> _Problem details_
Below are entries; print them exactly from the first line through the one containing "converted to 1-indexed".

"""

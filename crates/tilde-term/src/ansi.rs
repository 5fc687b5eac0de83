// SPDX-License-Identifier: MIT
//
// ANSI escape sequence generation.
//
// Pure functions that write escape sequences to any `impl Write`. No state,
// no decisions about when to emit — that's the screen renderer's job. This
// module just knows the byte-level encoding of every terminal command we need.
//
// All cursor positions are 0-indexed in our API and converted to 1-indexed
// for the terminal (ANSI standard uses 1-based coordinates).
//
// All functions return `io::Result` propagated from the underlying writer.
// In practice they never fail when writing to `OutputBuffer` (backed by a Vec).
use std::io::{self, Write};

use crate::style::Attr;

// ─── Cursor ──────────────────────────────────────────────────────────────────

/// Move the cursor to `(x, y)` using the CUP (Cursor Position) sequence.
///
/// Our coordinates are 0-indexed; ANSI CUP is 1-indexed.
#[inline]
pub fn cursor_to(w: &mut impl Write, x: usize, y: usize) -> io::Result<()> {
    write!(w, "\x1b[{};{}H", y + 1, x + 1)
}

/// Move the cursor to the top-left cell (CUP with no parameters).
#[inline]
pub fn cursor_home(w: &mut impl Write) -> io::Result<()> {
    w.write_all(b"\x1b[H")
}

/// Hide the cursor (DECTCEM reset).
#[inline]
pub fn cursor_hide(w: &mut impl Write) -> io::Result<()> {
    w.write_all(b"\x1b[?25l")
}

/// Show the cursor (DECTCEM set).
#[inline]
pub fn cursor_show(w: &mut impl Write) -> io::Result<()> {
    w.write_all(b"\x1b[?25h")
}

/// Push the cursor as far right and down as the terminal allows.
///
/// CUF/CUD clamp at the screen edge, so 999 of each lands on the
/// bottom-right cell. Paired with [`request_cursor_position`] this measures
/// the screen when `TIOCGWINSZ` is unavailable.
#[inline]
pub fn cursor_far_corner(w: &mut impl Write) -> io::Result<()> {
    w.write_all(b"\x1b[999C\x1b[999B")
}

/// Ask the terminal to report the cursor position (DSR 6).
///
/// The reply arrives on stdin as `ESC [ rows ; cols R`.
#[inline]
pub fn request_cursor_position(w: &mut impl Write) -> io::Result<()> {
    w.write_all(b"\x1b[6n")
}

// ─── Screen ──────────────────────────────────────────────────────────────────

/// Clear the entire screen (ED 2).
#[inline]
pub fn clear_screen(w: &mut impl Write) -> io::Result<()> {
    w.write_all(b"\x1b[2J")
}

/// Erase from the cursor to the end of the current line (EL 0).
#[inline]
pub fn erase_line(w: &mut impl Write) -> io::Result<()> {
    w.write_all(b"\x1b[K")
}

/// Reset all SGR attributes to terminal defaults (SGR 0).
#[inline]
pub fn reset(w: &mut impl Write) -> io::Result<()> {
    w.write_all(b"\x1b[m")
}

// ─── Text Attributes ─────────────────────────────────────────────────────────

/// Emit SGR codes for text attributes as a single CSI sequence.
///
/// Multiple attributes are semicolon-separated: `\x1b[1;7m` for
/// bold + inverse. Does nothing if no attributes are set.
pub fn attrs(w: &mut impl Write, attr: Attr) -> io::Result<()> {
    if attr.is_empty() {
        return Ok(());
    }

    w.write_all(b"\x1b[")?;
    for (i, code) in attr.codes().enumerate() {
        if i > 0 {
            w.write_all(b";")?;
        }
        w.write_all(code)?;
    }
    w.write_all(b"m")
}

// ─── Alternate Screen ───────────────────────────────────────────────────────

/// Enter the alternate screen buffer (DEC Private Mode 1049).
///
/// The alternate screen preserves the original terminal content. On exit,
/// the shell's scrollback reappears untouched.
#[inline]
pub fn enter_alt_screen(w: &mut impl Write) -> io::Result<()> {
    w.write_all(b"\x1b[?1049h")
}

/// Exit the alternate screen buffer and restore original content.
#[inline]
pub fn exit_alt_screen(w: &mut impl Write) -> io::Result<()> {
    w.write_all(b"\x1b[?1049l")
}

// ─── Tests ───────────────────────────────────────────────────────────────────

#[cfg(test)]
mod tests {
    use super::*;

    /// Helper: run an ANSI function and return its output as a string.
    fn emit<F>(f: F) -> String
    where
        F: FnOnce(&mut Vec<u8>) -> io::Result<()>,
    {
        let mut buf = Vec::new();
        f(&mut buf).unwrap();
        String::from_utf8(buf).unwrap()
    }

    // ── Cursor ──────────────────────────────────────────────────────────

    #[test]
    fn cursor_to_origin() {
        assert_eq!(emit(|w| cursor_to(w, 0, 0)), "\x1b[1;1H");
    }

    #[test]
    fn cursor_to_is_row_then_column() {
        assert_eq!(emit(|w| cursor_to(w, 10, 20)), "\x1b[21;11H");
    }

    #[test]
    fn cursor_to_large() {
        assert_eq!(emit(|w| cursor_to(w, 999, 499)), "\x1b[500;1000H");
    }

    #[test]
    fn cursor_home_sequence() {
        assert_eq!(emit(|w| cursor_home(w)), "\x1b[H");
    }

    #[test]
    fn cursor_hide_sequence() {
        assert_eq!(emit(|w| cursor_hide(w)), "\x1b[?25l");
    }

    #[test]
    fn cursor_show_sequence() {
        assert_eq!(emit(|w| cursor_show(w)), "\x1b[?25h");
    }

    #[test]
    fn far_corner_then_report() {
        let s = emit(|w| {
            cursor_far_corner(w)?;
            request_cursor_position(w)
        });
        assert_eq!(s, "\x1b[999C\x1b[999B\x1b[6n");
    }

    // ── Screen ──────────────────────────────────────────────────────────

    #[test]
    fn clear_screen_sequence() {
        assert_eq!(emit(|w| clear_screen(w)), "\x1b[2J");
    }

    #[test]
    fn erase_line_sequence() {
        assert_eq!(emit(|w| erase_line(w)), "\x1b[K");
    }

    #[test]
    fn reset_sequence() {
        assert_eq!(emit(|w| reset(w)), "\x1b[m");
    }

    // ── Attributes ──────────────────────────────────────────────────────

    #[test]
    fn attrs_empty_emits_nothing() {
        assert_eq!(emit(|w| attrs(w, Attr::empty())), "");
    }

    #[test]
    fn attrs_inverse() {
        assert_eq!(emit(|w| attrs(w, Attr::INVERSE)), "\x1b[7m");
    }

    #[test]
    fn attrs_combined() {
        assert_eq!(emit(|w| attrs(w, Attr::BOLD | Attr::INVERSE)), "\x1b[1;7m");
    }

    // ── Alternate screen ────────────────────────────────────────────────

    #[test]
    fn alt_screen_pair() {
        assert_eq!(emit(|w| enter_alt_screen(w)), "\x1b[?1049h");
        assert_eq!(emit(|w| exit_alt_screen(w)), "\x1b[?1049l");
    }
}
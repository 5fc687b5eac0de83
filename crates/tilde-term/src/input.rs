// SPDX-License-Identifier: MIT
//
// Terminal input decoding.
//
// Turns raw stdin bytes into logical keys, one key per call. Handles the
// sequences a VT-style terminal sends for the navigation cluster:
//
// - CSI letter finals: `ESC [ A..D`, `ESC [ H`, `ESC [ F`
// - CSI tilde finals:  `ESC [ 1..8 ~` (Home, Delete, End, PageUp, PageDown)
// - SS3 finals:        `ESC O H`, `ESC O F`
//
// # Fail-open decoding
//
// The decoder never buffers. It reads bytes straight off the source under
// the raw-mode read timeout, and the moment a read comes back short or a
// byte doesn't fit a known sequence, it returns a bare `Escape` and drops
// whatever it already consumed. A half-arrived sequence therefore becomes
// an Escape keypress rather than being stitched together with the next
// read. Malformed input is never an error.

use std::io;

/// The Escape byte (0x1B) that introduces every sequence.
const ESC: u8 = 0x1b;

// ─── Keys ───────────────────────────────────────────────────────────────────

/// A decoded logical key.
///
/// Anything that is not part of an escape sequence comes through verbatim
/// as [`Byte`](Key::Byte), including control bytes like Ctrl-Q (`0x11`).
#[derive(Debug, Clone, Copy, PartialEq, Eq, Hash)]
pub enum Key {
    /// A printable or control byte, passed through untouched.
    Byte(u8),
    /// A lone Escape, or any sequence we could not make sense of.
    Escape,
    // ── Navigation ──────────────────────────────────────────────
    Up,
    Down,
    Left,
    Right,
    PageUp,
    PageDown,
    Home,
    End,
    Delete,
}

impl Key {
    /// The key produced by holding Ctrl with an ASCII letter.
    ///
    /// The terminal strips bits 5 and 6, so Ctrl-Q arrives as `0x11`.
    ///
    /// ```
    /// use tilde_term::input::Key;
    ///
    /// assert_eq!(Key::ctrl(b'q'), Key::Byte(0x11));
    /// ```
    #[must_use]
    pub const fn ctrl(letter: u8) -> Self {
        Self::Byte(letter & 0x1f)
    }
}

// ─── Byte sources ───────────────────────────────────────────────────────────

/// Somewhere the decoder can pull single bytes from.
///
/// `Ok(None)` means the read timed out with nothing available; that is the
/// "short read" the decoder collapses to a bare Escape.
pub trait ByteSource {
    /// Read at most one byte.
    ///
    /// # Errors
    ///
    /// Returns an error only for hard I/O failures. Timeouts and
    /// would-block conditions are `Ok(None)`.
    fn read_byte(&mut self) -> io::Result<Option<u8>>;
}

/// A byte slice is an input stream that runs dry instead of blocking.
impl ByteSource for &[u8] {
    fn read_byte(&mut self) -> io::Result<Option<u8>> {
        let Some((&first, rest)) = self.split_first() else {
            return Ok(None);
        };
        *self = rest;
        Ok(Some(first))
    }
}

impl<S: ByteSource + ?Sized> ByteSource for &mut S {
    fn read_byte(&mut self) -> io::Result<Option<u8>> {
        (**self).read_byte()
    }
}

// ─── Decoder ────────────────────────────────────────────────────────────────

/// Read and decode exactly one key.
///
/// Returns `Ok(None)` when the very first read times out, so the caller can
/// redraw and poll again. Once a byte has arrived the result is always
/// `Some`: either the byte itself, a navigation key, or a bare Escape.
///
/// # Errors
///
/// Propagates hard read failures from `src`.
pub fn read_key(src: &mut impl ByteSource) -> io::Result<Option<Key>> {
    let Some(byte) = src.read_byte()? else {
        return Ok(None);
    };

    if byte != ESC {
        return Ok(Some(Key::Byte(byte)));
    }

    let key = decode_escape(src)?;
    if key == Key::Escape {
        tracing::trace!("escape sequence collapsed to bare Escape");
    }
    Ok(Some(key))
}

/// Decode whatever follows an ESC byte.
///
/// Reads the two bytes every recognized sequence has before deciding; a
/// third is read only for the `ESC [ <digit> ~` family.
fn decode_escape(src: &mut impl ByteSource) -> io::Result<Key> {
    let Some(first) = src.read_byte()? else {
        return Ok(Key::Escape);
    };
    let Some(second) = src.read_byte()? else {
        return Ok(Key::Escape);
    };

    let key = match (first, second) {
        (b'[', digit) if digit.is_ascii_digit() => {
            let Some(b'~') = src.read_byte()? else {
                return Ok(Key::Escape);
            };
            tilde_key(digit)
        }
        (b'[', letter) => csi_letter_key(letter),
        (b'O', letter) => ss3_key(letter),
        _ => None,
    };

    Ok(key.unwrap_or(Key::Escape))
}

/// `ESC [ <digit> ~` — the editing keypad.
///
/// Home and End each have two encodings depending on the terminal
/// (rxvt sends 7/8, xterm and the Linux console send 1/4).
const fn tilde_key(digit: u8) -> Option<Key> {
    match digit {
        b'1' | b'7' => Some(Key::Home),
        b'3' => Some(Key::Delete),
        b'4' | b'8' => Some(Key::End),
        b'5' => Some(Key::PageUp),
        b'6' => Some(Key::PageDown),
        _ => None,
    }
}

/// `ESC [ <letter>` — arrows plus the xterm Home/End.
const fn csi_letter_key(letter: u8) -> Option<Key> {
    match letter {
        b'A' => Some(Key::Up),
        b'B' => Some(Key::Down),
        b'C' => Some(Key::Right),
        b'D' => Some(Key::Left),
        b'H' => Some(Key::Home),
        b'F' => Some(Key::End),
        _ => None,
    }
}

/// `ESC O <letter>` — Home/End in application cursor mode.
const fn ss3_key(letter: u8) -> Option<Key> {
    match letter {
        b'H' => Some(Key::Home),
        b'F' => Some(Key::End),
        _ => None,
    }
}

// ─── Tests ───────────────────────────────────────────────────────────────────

"""

> _Final answer_
filename crates/tilde-term/src/ansi.rs
repository 5fc687b5eac0de83
// SPDX-License-Identifier: MIT
//
// ANSI escape sequence generation.
//
// Pure functions that write escape sequences to any `impl Write`. No state,
// no decisions about when to emit — that's the screen renderer's job. This
// module just knows the byte-level encoding of every terminal command we need.
//
// All cursor positions are 0-indexed in our API and converted to 1-indexed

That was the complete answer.